__Task to carry out__
All lines in the records below that hold "trim" are to be shown.

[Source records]
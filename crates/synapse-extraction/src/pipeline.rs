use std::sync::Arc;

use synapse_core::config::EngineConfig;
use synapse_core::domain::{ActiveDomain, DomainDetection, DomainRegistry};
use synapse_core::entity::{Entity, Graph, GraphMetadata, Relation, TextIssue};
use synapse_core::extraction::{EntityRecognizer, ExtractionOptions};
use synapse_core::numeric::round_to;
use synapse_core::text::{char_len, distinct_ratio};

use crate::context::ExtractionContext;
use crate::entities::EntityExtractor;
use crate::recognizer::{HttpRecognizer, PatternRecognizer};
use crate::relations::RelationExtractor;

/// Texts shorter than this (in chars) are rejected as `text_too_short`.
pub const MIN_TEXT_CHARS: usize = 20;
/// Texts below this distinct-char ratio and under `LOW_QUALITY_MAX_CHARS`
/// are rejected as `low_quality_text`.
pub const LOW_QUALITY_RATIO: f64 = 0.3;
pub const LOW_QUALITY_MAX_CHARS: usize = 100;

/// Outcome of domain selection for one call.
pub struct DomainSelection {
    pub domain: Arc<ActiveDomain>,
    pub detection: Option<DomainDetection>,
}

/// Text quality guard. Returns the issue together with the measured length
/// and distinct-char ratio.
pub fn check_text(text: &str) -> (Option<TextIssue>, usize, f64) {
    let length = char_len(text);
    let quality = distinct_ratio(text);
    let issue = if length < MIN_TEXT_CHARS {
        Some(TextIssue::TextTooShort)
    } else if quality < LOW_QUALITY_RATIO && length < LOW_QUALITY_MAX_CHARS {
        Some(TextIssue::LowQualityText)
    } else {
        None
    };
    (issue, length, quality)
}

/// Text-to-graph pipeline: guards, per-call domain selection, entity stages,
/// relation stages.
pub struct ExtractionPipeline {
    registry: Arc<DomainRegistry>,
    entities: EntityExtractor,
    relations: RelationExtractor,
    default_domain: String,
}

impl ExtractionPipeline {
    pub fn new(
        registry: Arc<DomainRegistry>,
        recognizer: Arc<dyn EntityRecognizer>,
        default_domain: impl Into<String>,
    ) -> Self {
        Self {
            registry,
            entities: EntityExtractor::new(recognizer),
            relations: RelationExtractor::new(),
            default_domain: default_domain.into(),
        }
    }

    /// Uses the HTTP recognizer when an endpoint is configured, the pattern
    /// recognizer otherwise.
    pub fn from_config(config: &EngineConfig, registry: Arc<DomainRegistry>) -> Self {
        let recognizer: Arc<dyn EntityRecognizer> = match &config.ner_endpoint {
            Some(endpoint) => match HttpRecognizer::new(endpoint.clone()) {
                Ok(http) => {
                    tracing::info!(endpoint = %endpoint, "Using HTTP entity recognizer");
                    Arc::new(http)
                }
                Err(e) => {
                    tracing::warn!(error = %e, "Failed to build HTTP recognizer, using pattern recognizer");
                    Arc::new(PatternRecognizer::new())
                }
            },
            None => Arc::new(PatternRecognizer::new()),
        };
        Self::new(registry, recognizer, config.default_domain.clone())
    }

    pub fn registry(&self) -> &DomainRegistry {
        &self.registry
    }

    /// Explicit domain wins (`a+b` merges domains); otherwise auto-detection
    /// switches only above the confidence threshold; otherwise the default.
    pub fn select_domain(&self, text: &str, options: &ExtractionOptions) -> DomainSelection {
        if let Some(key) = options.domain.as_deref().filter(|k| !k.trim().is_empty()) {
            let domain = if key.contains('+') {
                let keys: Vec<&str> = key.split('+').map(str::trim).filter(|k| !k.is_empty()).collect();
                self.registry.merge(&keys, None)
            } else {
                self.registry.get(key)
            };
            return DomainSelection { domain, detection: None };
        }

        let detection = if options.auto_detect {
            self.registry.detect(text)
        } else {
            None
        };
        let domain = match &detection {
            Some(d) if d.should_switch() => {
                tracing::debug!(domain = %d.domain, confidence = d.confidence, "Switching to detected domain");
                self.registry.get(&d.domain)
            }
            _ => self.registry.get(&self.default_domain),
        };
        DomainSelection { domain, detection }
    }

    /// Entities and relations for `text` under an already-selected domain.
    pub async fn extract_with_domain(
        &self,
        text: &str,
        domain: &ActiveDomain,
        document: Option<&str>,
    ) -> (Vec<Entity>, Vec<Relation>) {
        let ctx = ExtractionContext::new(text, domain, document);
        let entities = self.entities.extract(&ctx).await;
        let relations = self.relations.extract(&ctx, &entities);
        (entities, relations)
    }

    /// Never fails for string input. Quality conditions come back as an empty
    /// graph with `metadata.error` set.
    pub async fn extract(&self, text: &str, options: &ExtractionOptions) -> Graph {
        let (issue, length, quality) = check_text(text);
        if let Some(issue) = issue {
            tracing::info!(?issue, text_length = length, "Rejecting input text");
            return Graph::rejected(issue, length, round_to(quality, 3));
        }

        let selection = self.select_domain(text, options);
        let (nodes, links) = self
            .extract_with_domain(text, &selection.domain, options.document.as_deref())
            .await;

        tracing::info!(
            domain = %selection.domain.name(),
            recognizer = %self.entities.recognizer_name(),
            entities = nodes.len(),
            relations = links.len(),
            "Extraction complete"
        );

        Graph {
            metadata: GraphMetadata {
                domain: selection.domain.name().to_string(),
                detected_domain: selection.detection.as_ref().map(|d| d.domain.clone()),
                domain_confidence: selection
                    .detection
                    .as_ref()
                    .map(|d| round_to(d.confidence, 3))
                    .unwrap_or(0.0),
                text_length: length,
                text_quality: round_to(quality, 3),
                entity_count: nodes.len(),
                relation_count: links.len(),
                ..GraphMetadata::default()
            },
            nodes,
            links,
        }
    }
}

__Exercise response__
        if let Some(key) = options.domain.as_deref().filter(|k| !k.trim().is_empty()) {
                let keys: Vec<&str> = key.split('+').map(str::trim).filter(|k| !k.is_empty()).collect();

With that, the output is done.